RAW DATA:
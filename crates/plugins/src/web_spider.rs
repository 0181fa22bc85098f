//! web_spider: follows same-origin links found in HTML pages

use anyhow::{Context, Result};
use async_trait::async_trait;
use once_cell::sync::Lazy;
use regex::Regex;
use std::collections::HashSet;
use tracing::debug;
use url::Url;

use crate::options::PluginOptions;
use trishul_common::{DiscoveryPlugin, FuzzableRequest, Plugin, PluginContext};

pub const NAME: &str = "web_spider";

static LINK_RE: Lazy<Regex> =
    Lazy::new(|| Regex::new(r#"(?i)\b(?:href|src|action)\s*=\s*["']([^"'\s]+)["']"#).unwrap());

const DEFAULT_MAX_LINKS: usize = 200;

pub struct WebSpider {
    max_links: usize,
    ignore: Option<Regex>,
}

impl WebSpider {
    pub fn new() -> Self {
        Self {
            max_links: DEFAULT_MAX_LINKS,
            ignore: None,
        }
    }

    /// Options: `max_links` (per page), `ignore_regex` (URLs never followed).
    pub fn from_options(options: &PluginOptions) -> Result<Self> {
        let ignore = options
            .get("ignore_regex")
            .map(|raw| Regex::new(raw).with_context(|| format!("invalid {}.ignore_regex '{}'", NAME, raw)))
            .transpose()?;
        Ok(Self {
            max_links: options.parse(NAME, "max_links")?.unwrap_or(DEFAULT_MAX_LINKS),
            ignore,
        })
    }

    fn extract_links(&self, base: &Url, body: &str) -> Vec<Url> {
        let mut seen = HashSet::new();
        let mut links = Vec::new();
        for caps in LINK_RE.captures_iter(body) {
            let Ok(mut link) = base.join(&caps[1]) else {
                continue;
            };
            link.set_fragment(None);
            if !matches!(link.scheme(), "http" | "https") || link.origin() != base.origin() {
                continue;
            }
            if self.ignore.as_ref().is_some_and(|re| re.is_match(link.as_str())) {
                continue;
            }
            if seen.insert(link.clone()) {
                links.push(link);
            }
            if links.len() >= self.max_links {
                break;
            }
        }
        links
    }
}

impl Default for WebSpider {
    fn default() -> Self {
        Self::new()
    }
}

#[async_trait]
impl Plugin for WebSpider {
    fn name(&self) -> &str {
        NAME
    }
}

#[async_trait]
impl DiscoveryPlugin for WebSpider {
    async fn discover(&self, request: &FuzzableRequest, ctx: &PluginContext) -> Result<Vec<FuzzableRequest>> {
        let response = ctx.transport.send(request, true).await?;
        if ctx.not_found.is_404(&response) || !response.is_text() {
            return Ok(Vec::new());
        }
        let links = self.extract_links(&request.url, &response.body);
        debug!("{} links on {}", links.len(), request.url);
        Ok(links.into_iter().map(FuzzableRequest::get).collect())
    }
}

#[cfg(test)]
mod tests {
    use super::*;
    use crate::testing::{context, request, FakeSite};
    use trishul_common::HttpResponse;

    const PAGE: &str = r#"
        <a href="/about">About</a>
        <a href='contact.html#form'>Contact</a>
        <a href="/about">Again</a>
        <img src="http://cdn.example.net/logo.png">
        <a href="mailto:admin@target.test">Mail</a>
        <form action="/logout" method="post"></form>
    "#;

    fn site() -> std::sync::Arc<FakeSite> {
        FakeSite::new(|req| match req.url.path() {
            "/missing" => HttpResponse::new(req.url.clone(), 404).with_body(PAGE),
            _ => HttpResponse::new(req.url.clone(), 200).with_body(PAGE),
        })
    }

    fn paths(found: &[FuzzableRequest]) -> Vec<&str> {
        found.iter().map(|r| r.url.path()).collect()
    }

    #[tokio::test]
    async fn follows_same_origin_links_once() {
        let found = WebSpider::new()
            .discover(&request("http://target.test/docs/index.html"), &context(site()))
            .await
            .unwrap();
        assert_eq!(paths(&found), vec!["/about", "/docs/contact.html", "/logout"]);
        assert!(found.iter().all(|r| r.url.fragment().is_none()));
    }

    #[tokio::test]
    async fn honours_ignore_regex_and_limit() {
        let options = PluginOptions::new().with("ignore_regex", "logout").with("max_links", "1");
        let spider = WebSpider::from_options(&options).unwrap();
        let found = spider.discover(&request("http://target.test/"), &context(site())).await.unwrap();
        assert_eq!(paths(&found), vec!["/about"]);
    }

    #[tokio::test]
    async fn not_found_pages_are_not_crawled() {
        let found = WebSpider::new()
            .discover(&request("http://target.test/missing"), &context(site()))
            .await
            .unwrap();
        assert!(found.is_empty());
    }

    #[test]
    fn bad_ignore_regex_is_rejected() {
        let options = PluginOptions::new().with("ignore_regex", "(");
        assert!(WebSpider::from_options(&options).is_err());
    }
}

--

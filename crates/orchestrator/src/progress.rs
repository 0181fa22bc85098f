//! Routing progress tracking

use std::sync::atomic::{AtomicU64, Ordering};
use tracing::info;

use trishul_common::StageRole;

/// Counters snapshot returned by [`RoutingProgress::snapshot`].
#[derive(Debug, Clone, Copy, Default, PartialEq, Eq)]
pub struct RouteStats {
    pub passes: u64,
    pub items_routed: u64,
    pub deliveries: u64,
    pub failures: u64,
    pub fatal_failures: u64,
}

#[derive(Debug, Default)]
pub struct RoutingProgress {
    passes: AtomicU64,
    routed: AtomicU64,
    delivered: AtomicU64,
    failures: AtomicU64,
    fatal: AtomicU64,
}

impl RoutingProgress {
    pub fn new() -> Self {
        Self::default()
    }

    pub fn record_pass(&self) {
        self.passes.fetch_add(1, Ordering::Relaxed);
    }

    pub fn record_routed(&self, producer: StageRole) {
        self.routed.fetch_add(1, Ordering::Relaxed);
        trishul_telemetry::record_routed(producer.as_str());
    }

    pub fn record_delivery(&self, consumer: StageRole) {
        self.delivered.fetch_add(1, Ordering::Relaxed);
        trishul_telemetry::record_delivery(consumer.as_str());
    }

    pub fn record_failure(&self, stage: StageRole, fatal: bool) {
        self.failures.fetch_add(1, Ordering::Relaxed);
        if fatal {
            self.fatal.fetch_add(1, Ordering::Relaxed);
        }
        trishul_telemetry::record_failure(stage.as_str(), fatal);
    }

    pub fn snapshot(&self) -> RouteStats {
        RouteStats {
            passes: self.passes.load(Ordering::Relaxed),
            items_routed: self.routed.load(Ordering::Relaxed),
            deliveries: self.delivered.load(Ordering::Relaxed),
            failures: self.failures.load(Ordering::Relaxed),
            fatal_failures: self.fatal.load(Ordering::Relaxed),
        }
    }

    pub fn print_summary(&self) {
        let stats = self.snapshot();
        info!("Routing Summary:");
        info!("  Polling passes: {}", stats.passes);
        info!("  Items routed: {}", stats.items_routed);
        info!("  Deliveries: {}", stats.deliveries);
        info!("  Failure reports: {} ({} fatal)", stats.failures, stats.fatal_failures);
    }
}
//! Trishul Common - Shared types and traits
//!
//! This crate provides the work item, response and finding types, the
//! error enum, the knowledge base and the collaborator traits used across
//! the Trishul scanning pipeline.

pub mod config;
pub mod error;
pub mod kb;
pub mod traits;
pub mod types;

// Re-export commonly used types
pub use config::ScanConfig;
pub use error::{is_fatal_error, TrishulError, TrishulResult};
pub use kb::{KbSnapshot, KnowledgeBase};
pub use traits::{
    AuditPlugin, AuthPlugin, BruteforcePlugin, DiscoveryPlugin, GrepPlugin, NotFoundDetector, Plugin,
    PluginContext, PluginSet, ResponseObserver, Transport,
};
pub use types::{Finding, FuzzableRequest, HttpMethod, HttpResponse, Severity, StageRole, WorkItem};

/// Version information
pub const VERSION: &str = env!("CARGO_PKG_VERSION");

TRY IT: Reproduce the lines above, beginning at the line with "use async_trait::async_trait;" and stopping after the line with "let Ok(mut link)", exactly as they are.

RESPONSE AREA:
use async_trait::async_trait;
use once_cell::sync::Lazy;
use regex::Regex;
use std::collections::HashSet;
use tracing::debug;
use url::Url;

use crate::options::PluginOptions;
use trishul_common::{DiscoveryPlugin, FuzzableRequest, Plugin, PluginContext};

pub const NAME: &str = "web_spider";

static LINK_RE: Lazy<Regex> =
    Lazy::new(|| Regex::new(r#"(?i)\b(?:href|src|action)\s*=\s*["']([^"'\s]+)["']"#).unwrap());

const DEFAULT_MAX_LINKS: usize = 200;

pub struct WebSpider {
    max_links: usize,
    ignore: Option<Regex>,
}

impl WebSpider {
    pub fn new() -> Self {
        Self {
            max_links: DEFAULT_MAX_LINKS,
            ignore: None,
        }
    }

    /// Options: `max_links` (per page), `ignore_regex` (URLs never followed).
    pub fn from_options(options: &PluginOptions) -> Result<Self> {
        let ignore = options
            .get("ignore_regex")
            .map(|raw| Regex::new(raw).with_context(|| format!("invalid {}.ignore_regex '{}'", NAME, raw)))
            .transpose()?;
        Ok(Self {
            max_links: options.parse(NAME, "max_links")?.unwrap_or(DEFAULT_MAX_LINKS),
            ignore,
        })
    }

    fn extract_links(&self, base: &Url, body: &str) -> Vec<Url> {
        let mut seen = HashSet::new();
        let mut links = Vec::new();
        for caps in LINK_RE.captures_iter(body) {
            let Ok(mut link) = base.join(&caps[1]) else {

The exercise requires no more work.